Copyright © 1997, Daniel B. Wheeler

Hemlock as a forest tree has developed some nearly unique strategies for survival. Because soil and elements are often well colonized by Douglas fir, true fir, or hardwoods by the time hemlocks normally are introduced into the forest mix, the climax forest trees such as Hemlock, Sitka spruce and Western red cedar have learned to use downed logs as seed beds. As the logs degrade, the seedlings roots fully colonize the rich humus reservoir. Elements which already allowed one tree to grow, are recycled by the fungi into the next generation of trees.

As large woody debris (larger than 3 inches in diameter) contact the forest floor, a host of animals move into them for shade. But even before they fall to the floor, many have already been colonized by fungi. In general, within a year of tree death, the cambium layer between the bark and wood has been completely consumed by fungi. These fungi then slowly grow into the remaining wood. As the fungi do this, the degraded wood takes on a consistency of a sponge. It holds onto water, and traps mycophagous (fungus eating) insects, which feed on the fungal mycelium. In essence, a downed log becomes a perfect seed bed for hemlock, cedar and spruce seeds to sprout and begin growing. Additionally, the bed logs are often of large diameter, clearing small spaces in the forest canopy which then allow anything growing on the logs access to light.

In shallow soils or on very steep slopes, large woody debris also becomes important habitat for California Red-backed voles, which use the down-hill side of the logs as runways. Usually these voles are underground animals. But when shallow soils and insufficient humus layers require, they utilize logs instead. Indeed, they often burrow into the soft wood for shelter and to find truffles, which are their main food source. In turn, the truffle spores are dispersed through the vole fecal pellets, making downed logs literally into nurse logs for the next generation of tree succession. This assures that cedar, spruce and hemlock will become climax forest trees, simply because they can survive in the low light and dense canopy of their parents.

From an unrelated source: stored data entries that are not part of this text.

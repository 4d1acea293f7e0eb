//! Pure generators over strings and alphabets: prefixes, suffixes, substrings and the
//! bounded Kleene/positive closures. All functions are deterministic and total for valid
//! input; the only fallible entry point is [`parse_closure_length`], which is where the
//! raw text of a caller becomes a bound.

use itertools::Itertools;

use crate::error::AutomatonError;

/// All prefixes of `s`, including the empty string and `s` itself, shortest first.
pub fn prefixes(s: &str) -> Vec<String> {
    let chars: Vec<char> = s.chars().collect();
    (0..=chars.len())
        .map(|i| chars[..i].iter().collect())
        .collect()
}

/// All suffixes of `s`, including `s` itself and the empty string, ordered by increasing
/// start index. The first element is `s`, the last is empty.
pub fn suffixes(s: &str) -> Vec<String> {
    let chars: Vec<char> = s.chars().collect();
    (0..=chars.len())
        .map(|i| chars[i..].iter().collect())
        .collect()
}

/// All contiguous non-empty substrings of `s`, ordered by increasing start index and then
/// increasing end index. Duplicates from repeated characters are kept, so `"aa"` yields
/// `["a", "aa", "a"]`. The count is always `n * (n + 1) / 2` for a string of `n` chars.
pub fn substrings(s: &str) -> Vec<String> {
    let chars: Vec<char> = s.chars().collect();
    let chars = &chars;
    (0..chars.len())
        .flat_map(|i| (i + 1..=chars.len()).map(move |j| chars[i..j].iter().collect()))
        .collect()
}

/// The bounded Kleene closure Σ*: every string of length `0..=max_len` over `alphabet`,
/// grouped by increasing length. Symbols are enumerated in the order supplied by the
/// caller, with the last position varying fastest. The empty string is always included;
/// an empty alphabet therefore yields exactly `[""]`.
pub fn kleene_closure<S: AsRef<str>>(alphabet: &[S], max_len: usize) -> Vec<String> {
    let mut result = vec![String::new()];
    result.extend(words_of_lengths(alphabet, 1, max_len));
    result
}

/// The bounded positive closure Σ+: every string of length `1..=max_len` over `alphabet`.
/// Identical to [`kleene_closure`] minus the empty string; an empty alphabet yields `[]`.
pub fn positive_closure<S: AsRef<str>>(alphabet: &[S], max_len: usize) -> Vec<String> {
    words_of_lengths(alphabet, 1, max_len)
}

fn words_of_lengths<S: AsRef<str>>(alphabet: &[S], from: usize, to: usize) -> Vec<String> {
    let symbols: Vec<&str> = alphabet.iter().map(AsRef::as_ref).collect();
    let mut out = Vec::new();
    for len in from..=to {
        out.extend(
            std::iter::repeat(symbols.iter().copied())
                .take(len)
                .multi_cartesian_product()
                .map(|word| word.concat()),
        );
    }
    out
}

/// Parses a closure length bound from raw caller text. Rejects non-numeric input and
/// negative values with [`AutomatonError::InvalidArgument`].
pub fn parse_closure_length(raw: &str) -> Result<usize, AutomatonError> {
    let raw = raw.trim();
    let value: i64 = raw
        .parse()
        .map_err(|_| AutomatonError::InvalidArgument(format!("`{raw}` is not a number")))?;
    usize::try_from(value)
        .map_err(|_| AutomatonError::InvalidArgument(format!("length must be non-negative, got {value}")))
}

/// Splits a comma-separated list as entered in a text field, trimming whitespace and
/// dropping blank entries.
pub fn split_symbol_list(raw: &str) -> Vec<String> {
    raw.split(',')
        .map(str::trim)
        .filter(|s| !s.is_empty())
        .map(str::to_string)
        .collect()
}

Some truffles are so involved with woody debris that David Aurora in Mushrooms Demystified calls them Wood Truffles (Hydnotryas). Other important mycorrhizal fungi (MF) with this type of forests include Elaphomyces truffles, which Aurora calls Deer truffles. Deer, elk, squirrels, bear, mice, voles, rabbits and other animals all find Elaphomyces to be an important food source. Unfortunately for us, they are mildly poisonous to humans.